▶ The problem:
Line count for "runs": give the number of lines in the records below that hold it, and nothing else.

▶ Data to examine:
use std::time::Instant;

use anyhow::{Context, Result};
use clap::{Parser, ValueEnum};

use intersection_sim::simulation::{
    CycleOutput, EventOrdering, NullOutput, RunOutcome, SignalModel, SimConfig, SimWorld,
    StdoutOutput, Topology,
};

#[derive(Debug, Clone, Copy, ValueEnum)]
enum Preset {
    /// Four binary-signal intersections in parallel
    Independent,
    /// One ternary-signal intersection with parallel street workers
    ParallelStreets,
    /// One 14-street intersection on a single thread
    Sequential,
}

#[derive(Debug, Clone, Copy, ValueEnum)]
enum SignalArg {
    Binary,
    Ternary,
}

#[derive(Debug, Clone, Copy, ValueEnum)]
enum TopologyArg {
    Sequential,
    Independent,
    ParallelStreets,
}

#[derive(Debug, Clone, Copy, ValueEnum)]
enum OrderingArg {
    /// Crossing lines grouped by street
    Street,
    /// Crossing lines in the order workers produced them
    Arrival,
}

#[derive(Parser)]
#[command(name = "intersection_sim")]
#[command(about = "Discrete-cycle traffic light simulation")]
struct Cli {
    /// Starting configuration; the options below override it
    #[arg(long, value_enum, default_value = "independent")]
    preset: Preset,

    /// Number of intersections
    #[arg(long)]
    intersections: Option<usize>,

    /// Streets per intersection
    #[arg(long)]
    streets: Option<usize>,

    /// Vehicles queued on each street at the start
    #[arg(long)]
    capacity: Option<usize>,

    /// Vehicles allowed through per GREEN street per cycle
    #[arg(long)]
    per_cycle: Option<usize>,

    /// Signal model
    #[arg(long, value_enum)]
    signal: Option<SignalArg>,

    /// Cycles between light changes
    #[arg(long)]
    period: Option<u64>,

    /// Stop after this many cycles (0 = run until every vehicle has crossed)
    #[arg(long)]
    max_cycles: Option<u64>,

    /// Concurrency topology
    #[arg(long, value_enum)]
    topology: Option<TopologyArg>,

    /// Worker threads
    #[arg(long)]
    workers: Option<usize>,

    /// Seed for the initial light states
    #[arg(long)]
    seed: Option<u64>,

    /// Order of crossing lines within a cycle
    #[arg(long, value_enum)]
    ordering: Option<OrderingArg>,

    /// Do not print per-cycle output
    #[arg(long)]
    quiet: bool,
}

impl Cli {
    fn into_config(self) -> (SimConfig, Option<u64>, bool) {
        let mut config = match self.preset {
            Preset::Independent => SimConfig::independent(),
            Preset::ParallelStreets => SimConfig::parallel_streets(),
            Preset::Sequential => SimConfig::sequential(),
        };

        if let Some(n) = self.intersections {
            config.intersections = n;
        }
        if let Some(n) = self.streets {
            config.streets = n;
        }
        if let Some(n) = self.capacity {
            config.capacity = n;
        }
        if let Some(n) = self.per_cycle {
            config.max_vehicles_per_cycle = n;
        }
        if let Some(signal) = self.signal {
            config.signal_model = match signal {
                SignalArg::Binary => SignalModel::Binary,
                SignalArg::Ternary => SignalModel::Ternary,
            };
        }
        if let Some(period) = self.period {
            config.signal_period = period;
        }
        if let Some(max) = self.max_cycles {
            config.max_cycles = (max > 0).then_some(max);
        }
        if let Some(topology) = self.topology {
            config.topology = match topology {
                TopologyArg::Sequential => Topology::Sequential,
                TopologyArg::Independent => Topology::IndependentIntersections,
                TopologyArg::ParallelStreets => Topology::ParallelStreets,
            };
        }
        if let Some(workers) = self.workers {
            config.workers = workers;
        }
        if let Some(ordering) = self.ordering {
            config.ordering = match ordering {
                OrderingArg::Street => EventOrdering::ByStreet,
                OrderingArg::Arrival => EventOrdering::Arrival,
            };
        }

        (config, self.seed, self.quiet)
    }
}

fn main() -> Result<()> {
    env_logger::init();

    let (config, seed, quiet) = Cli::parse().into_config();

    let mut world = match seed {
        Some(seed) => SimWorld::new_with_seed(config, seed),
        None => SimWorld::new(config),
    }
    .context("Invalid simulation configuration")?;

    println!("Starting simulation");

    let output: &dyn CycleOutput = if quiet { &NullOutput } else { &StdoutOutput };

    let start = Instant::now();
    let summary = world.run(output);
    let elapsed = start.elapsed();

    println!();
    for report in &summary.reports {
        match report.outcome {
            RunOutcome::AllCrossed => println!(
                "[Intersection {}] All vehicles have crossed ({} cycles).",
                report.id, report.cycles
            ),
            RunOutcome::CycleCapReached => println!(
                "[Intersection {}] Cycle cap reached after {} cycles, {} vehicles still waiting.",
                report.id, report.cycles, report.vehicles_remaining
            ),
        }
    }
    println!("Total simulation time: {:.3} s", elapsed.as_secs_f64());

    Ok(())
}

---

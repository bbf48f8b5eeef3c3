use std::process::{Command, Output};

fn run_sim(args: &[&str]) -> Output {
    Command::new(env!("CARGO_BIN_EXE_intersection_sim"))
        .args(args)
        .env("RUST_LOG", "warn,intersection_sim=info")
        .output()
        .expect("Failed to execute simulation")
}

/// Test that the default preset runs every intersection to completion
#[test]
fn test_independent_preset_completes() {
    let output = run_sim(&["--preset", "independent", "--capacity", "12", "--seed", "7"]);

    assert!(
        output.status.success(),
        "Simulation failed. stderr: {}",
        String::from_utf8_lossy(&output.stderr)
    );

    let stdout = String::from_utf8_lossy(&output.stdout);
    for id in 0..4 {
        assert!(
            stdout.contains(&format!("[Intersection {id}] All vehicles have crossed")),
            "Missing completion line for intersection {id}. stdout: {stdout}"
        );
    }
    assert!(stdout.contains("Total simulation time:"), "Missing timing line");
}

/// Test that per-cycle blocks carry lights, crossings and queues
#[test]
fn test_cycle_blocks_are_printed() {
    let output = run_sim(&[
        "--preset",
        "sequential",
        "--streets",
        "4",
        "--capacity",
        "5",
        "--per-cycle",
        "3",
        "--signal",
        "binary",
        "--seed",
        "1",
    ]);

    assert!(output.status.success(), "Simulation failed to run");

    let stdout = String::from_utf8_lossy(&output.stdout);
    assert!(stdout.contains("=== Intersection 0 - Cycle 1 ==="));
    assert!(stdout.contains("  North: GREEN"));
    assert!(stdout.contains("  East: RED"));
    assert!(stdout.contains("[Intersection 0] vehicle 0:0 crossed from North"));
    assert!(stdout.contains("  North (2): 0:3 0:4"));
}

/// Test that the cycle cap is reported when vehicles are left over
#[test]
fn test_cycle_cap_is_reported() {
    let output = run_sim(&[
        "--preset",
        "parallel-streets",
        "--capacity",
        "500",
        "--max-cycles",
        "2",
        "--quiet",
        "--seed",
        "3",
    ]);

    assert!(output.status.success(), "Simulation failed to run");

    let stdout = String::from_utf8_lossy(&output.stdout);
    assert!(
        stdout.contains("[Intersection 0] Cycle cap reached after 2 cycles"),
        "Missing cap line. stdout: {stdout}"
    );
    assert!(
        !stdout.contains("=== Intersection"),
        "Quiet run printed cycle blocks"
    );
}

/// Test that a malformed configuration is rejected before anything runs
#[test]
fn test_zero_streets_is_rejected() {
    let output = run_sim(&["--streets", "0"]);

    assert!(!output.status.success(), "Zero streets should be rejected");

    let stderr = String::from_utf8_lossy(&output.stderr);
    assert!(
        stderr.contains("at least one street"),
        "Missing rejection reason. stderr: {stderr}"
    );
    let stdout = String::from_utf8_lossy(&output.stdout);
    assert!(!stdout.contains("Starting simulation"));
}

* * *

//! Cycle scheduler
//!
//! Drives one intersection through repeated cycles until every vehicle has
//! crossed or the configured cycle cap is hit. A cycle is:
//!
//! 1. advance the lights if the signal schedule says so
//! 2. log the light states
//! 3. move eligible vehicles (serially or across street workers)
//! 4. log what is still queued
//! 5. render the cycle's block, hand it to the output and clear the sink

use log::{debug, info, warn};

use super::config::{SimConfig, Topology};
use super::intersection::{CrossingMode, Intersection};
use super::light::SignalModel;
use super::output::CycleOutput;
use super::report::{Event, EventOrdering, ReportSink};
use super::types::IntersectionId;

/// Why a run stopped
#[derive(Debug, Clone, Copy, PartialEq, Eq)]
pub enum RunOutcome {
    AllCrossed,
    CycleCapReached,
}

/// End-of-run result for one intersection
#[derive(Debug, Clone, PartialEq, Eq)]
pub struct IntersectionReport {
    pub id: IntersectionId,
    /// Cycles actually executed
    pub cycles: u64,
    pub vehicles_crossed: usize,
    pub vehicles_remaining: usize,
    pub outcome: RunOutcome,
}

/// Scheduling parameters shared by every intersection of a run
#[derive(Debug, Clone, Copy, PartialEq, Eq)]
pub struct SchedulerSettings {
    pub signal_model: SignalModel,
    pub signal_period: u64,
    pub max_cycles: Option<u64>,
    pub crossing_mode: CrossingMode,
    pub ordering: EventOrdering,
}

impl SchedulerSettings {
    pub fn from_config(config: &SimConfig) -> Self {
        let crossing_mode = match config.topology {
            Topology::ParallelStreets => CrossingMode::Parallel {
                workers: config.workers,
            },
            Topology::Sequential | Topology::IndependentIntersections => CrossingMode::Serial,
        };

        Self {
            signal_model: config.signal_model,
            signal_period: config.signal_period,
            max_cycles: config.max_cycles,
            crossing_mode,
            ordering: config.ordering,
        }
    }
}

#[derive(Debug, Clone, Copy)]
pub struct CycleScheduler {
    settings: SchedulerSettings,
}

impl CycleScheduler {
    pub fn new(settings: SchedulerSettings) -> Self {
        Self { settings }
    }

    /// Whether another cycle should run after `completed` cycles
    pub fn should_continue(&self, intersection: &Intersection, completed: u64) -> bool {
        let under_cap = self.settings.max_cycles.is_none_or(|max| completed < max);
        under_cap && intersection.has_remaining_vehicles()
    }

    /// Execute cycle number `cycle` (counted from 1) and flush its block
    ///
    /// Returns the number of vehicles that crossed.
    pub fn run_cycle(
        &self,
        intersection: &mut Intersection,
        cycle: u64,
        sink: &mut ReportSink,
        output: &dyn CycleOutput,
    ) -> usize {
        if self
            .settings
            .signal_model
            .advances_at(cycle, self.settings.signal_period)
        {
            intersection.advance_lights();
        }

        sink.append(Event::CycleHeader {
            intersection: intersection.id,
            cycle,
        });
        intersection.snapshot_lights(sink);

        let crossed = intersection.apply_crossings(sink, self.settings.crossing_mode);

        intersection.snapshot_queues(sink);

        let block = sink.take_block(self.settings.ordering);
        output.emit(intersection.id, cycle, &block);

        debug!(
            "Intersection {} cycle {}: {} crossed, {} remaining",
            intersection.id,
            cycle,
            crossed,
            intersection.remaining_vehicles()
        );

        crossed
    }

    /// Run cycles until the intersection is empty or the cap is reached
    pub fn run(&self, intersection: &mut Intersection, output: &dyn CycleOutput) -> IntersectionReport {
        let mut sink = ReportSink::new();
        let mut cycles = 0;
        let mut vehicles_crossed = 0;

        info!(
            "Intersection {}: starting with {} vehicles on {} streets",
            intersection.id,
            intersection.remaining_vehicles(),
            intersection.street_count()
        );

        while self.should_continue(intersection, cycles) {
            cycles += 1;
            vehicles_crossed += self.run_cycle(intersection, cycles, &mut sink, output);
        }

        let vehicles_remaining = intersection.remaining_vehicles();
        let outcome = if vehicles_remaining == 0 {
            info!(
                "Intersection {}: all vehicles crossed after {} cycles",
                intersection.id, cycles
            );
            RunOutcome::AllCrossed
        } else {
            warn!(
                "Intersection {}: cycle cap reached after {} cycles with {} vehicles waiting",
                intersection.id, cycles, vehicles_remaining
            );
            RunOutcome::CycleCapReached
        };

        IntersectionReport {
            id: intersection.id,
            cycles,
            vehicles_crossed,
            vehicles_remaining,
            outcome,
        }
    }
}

▶ Task response:
2